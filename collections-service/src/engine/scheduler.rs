//! Creates one `scheduled` payment instance per subscription and period.

use chrono::{DateTime, Duration, NaiveDate, Utc};
use rust_decimal::Decimal;
use serde::Serialize;
use tracing::{debug, info, instrument, warn};
use uuid::Uuid;

use super::EngineContext;
use crate::config::CollectionPolicy;
use crate::error::CollectionsError;
use crate::models::{
    DirectDebitScheme, PaymentInstance, PaymentStatus, PeriodKey, Subscription,
    SubscriptionStatus,
};
use crate::services::metrics::record_instance_scheduled;

#[derive(Debug, Clone, Default, Serialize)]
pub struct ScheduleReport {
    pub subscriptions_examined: usize,
    pub instances_created: usize,
    pub skipped: usize,
    pub errors: usize,
}

/// A period that can still be collected with full advance notice.
#[derive(Debug, Clone, Copy, PartialEq, Eq)]
pub(crate) struct CollectiblePeriod {
    pub period: PeriodKey,
    pub due_date: NaiveDate,
    pub notify_by: NaiveDate,
}

/// Due date and notice deadline for `period`, or `None` when the period
/// precedes the subscription start or its notice deadline has passed.
pub(crate) fn collectible(
    subscription: &Subscription,
    scheme: DirectDebitScheme,
    policy: &CollectionPolicy,
    period: PeriodKey,
    today: NaiveDate,
) -> Option<CollectiblePeriod> {
    let due_date = period.due_date(subscription.anchor_day);
    if due_date < subscription.starts_on {
        return None;
    }
    let notify_by = due_date - Duration::days(policy.advance_notice_days(scheme));
    if notify_by < today {
        return None;
    }
    Some(CollectiblePeriod {
        period,
        due_date,
        notify_by,
    })
}

/// First period from `start` onward that can be collected without cutting the
/// notice short. Searches at most `carry_forward_periods` periods.
pub(crate) fn first_collectible(
    subscription: &Subscription,
    scheme: DirectDebitScheme,
    policy: &CollectionPolicy,
    start: PeriodKey,
    today: NaiveDate,
) -> Option<CollectiblePeriod> {
    let mut period = start;
    for _ in 0..policy.carry_forward_periods.max(1) {
        if let Some(found) = collectible(subscription, scheme, policy, period, today) {
            return Some(found);
        }
        period = period.next();
    }
    None
}

pub(crate) fn new_instance(
    subscription: &Subscription,
    slot: CollectiblePeriod,
    amount: Decimal,
    now: DateTime<Utc>,
) -> PaymentInstance {
    PaymentInstance {
        payment_id: Uuid::new_v4(),
        subscription_id: subscription.subscription_id,
        period_key: slot.period,
        amount,
        currency: subscription.currency.clone(),
        due_date: slot.due_date,
        notify_by: slot.notify_by,
        status: PaymentStatus::Scheduled,
        gateway_payment_id: None,
        last_error: None,
        return_code: None,
        notify_attempts: 0,
        notified_utc: None,
        submitted_utc: None,
        created_utc: now,
        updated_utc: now,
        version: 0,
    }
}

pub struct CollectionScheduler {
    ctx: EngineContext,
}

impl CollectionScheduler {
    pub fn new(ctx: EngineContext) -> Self {
        Self { ctx }
    }

    /// Schedule the next collectible period for every active subscription.
    ///
    /// Creation is keyed on (subscription, period), so running this any number
    /// of times on the same day creates at most one instance per period.
    #[instrument(skip(self))]
    pub async fn run(&self, now: DateTime<Utc>) -> Result<ScheduleReport, CollectionsError> {
        let mut report = ScheduleReport::default();

        for subscription in self
            .ctx
            .store
            .list_subscriptions(SubscriptionStatus::Active)
            .await?
        {
            report.subscriptions_examined += 1;
            match self.schedule_one(&subscription, now).await {
                Ok(true) => report.instances_created += 1,
                Ok(false) => report.skipped += 1,
                Err(e) => {
                    warn!(
                        subscription_id = %subscription.subscription_id,
                        error = %e,
                        "Failed to schedule subscription"
                    );
                    report.errors += 1;
                }
            }
        }

        info!(
            examined = report.subscriptions_examined,
            created = report.instances_created,
            "Scheduler run complete"
        );
        Ok(report)
    }

    async fn schedule_one(
        &self,
        subscription: &Subscription,
        now: DateTime<Utc>,
    ) -> Result<bool, CollectionsError> {
        let mandate = self
            .ctx
            .store
            .get_mandate(subscription.mandate_id)
            .await?
            .ok_or_else(|| CollectionsError::not_found("mandate", subscription.mandate_id))?;
        if !mandate.status.can_collect() {
            debug!(
                subscription_id = %subscription.subscription_id,
                mandate_status = %mandate.status,
                "Mandate not active, not scheduling"
            );
            return Ok(false);
        }

        let today = now.date_naive();
        let start = PeriodKey::containing(today.max(subscription.starts_on));
        let Some(slot) =
            first_collectible(subscription, mandate.scheme, &self.ctx.policy, start, today)
        else {
            return Ok(false);
        };

        let candidate = new_instance(subscription, slot, subscription.amount, now);
        let (payment, created) = self.ctx.store.insert_payment_if_absent(&candidate).await?;
        if created {
            record_instance_scheduled(mandate.scheme.as_str());
            info!(
                payment_id = %payment.payment_id,
                subscription_id = %subscription.subscription_id,
                period = %payment.period_key,
                due_date = %payment.due_date,
                notify_by = %payment.notify_by,
                "Payment instance scheduled"
            );
        }
        Ok(created)
    }
}

#[cfg(test)]
mod tests {
    use super::*;
    use crate::models::Cadence;

    fn date(y: i32, m: u32, d: u32) -> NaiveDate {
        NaiveDate::from_ymd_opt(y, m, d).unwrap()
    }

    fn subscription(anchor_day: u32, starts_on: NaiveDate) -> Subscription {
        let now = Utc::now();
        Subscription {
            subscription_id: Uuid::new_v4(),
            mandate_id: Uuid::new_v4(),
            contract_id: Uuid::new_v4(),
            amount: Decimal::new(95000, 2),
            currency: "EUR".to_string(),
            cadence: Cadence::Monthly,
            anchor_day,
            starts_on,
            status: SubscriptionStatus::Active,
            created_utc: now,
            updated_utc: now,
            cancelled_utc: None,
        }
    }

    #[test]
    fn keeps_current_period_when_notice_fits() {
        let sub = subscription(28, date(2026, 1, 1));
        let policy = CollectionPolicy::default();
        let slot = first_collectible(
            &sub,
            DirectDebitScheme::SepaCore,
            &policy,
            PeriodKey::new(2026, 11).unwrap(),
            date(2026, 11, 2),
        )
        .unwrap();
        assert_eq!(slot.period.to_string(), "2026-11");
        assert_eq!(slot.due_date, date(2026, 11, 28));
        assert_eq!(slot.notify_by, date(2026, 11, 14));
    }

    #[test]
    fn pushes_to_next_period_when_notice_has_passed() {
        let sub = subscription(5, date(2026, 1, 1));
        let policy = CollectionPolicy::default();
        let slot = first_collectible(
            &sub,
            DirectDebitScheme::SepaCore,
            &policy,
            PeriodKey::new(2026, 11).unwrap(),
            date(2026, 11, 2),
        )
        .unwrap();
        assert_eq!(slot.period.to_string(), "2026-12");
        assert_eq!(slot.due_date, date(2026, 12, 5));
    }

    #[test]
    fn anchor_31_clamps_to_month_end() {
        let sub = subscription(31, date(2026, 1, 1));
        let policy = CollectionPolicy::default();
        let slot = first_collectible(
            &sub,
            DirectDebitScheme::Bacs,
            &policy,
            PeriodKey::new(2026, 11).unwrap(),
            date(2026, 11, 1),
        )
        .unwrap();
        assert_eq!(slot.due_date, date(2026, 11, 30));
        assert_eq!(slot.notify_by, date(2026, 11, 20));
    }

    #[test]
    fn skips_periods_before_start() {
        let sub = subscription(1, date(2026, 11, 15));
        let policy = CollectionPolicy::default();
        let slot = first_collectible(
            &sub,
            DirectDebitScheme::SepaCore,
            &policy,
            PeriodKey::new(2026, 11).unwrap(),
            date(2026, 11, 1),
        )
        .unwrap();
        assert_eq!(slot.period.to_string(), "2026-12");
    }
}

---+---

Problem - Output every line from the records, exactly as written.

Answer to this problem -
filename collections-service/src/engine/scheduler.rs
//! Creates one `scheduled` payment instance per subscription and period.

use chrono::{DateTime, Duration, NaiveDate, Utc};
use rust_decimal::Decimal;
use serde::Serialize;
use tracing::{debug, info, instrument, warn};
use uuid::Uuid;

use super::EngineContext;
use crate::config::CollectionPolicy;
use crate::error::CollectionsError;
use crate::models::{
    DirectDebitScheme, PaymentInstance, PaymentStatus, PeriodKey, Subscription,
    SubscriptionStatus,
};
use crate::services::metrics::record_instance_scheduled;

#[derive(Debug, Clone, Default, Serialize)]
pub struct ScheduleReport {
    pub subscriptions_examined: usize,
    pub instances_created: usize,
    pub skipped: usize,
    pub errors: usize,
}

/// A period that can still be collected with full advance notice.
#[derive(Debug, Clone, Copy, PartialEq, Eq)]
pub(crate) struct CollectiblePeriod {
    pub period: PeriodKey,
    pub due_date: NaiveDate,
    pub notify_by: NaiveDate,
}

/// Due date and notice deadline for `period`, or `None` when the period
/// precedes the subscription start or its notice deadline has passed.
pub(crate) fn collectible(
    subscription: &Subscription,
    scheme: DirectDebitScheme,
    policy: &CollectionPolicy,
    period: PeriodKey,
    today: NaiveDate,
) -> Option<CollectiblePeriod> {
    let due_date = period.due_date(subscription.anchor_day);
    if due_date < subscription.starts_on {
        return None;
    }
    let notify_by = due_date - Duration::days(policy.advance_notice_days(scheme));
    if notify_by < today {
        return None;
    }
    Some(CollectiblePeriod {
        period,
        due_date,
        notify_by,
    })
}

/// First period from `start` onward that can be collected without cutting the
/// notice short. Searches at most `carry_forward_periods` periods.
pub(crate) fn first_collectible(
    subscription: &Subscription,
    scheme: DirectDebitScheme,
    policy: &CollectionPolicy,
    start: PeriodKey,
    today: NaiveDate,
) -> Option<CollectiblePeriod> {
    let mut period = start;
    for _ in 0..policy.carry_forward_periods.max(1) {
        if let Some(found) = collectible(subscription, scheme, policy, period, today) {
            return Some(found);
        }
        period = period.next();
    }
    None
}

pub(crate) fn new_instance(
    subscription: &Subscription,
    slot: CollectiblePeriod,
    amount: Decimal,
    now: DateTime<Utc>,
) -> PaymentInstance {
    PaymentInstance {
        payment_id: Uuid::new_v4(),
        subscription_id: subscription.subscription_id,
        period_key: slot.period,
        amount,
        currency: subscription.currency.clone(),
        due_date: slot.due_date,
        notify_by: slot.notify_by,
        status: PaymentStatus::Scheduled,
        gateway_payment_id: None,
        last_error: None,
        return_code: None,
        notify_attempts: 0,
        notified_utc: None,
        submitted_utc: None,
        created_utc: now,
        updated_utc: now,
        version: 0,
    }
}

pub struct CollectionScheduler {
    ctx: EngineContext,
}

impl CollectionScheduler {
    pub fn new(ctx: EngineContext) -> Self {
        Self { ctx }
    }

    /// Schedule the next collectible period for every active subscription.
    ///
    /// Creation is keyed on (subscription, period), so running this any number
    /// of times on the same day creates at most one instance per period.
    #[instrument(skip(self))]
    pub async fn run(&self, now: DateTime<Utc>) -> Result<ScheduleReport, CollectionsError> {
        let mut report = ScheduleReport::default();

        for subscription in self
            .ctx
            .store
            .list_subscriptions(SubscriptionStatus::Active)
            .await?
        {
            report.subscriptions_examined += 1;
            match self.schedule_one(&subscription, now).await {
                Ok(true) => report.instances_created += 1,
                Ok(false) => report.skipped += 1,
                Err(e) => {
                    warn!(
                        subscription_id = %subscription.subscription_id,
                        error = %e,
                        "Failed to schedule subscription"
                    );
                    report.errors += 1;
                }
            }
        }

        info!(
            examined = report.subscriptions_examined,
            created = report.instances_created,
            "Scheduler run complete"
        );
        Ok(report)
    }

    async fn schedule_one(
        &self,
        subscription: &Subscription,
        now: DateTime<Utc>,
    ) -> Result<bool, CollectionsError> {
        let mandate = self
            .ctx
            .store
            .get_mandate(subscription.mandate_id)
            .await?
            .ok_or_else(|| CollectionsError::not_found("mandate", subscription.mandate_id))?;
        if !mandate.status.can_collect() {
            debug!(
                subscription_id = %subscription.subscription_id,
                mandate_status = %mandate.status,
                "Mandate not active, not scheduling"
            );
            return Ok(false);
        }

        let today = now.date_naive();
        let start = PeriodKey::containing(today.max(subscription.starts_on));
        let Some(slot) =
            first_collectible(subscription, mandate.scheme, &self.ctx.policy, start, today)
        else {
            return Ok(false);
        };

        let candidate = new_instance(subscription, slot, subscription.amount, now);
        let (payment, created) = self.ctx.store.insert_payment_if_absent(&candidate).await?;
        if created {
            record_instance_scheduled(mandate.scheme.as_str());
            info!(
                payment_id = %payment.payment_id,
                subscription_id = %subscription.subscription_id,
                period = %payment.period_key,
                due_date = %payment.due_date,
                notify_by = %payment.notify_by,
                "Payment instance scheduled"
            );
        }
        Ok(created)
    }
}

#[cfg(test)]
mod tests {
    use super::*;
    use crate::models::Cadence;

    fn date(y: i32, m: u32, d: u32) -> NaiveDate {
        NaiveDate::from_ymd_opt(y, m, d).unwrap()
    }

    fn subscription(anchor_day: u32, starts_on: NaiveDate) -> Subscription {
        let now = Utc::now();
        Subscription {
            subscription_id: Uuid::new_v4(),
            mandate_id: Uuid::new_v4(),
            contract_id: Uuid::new_v4(),
            amount: Decimal::new(95000, 2),
            currency: "EUR".to_string(),
            cadence: Cadence::Monthly,
            anchor_day,
            starts_on,
            status: SubscriptionStatus::Active,
            created_utc: now,
            updated_utc: now,
            cancelled_utc: None,
        }
    }

    #[test]
    fn keeps_current_period_when_notice_fits() {
        let sub = subscription(28, date(2026, 1, 1));
        let policy = CollectionPolicy::default();
        let slot = first_collectible(
            &sub,
            DirectDebitScheme::SepaCore,
            &policy,
            PeriodKey::new(2026, 11).unwrap(),
            date(2026, 11, 2),
        )
        .unwrap();
        assert_eq!(slot.period.to_string(), "2026-11");
        assert_eq!(slot.due_date, date(2026, 11, 28));
        assert_eq!(slot.notify_by, date(2026, 11, 14));
    }

    #[test]
    fn pushes_to_next_period_when_notice_has_passed() {
        let sub = subscription(5, date(2026, 1, 1));
        let policy = CollectionPolicy::default();
        let slot = first_collectible(
            &sub,
            DirectDebitScheme::SepaCore,
            &policy,
            PeriodKey::new(2026, 11).unwrap(),
            date(2026, 11, 2),
        )
        .unwrap();
        assert_eq!(slot.period.to_string(), "2026-12");
        assert_eq!(slot.due_date, date(2026, 12, 5));
    }

    #[test]
    fn anchor_31_clamps_to_month_end() {
        let sub = subscription(31, date(2026, 1, 1));
        let policy = CollectionPolicy::default();
        let slot = first_collectible(
            &sub,
            DirectDebitScheme::Bacs,
            &policy,
            PeriodKey::new(2026, 11).unwrap(),
            date(2026, 11, 1),
        )
        .unwrap();
        assert_eq!(slot.due_date, date(2026, 11, 30));
        assert_eq!(slot.notify_by, date(2026, 11, 20));
    }

    #[test]
    fn skips_periods_before_start() {
        let sub = subscription(1, date(2026, 11, 15));
        let policy = CollectionPolicy::default();
        let slot = first_collectible(
            &sub,
            DirectDebitScheme::SepaCore,
            &policy,
            PeriodKey::new(2026, 11).unwrap(),
            date(2026, 11, 1),
        )
        .unwrap();
        assert_eq!(slot.period.to_string(), "2026-12");
    }
}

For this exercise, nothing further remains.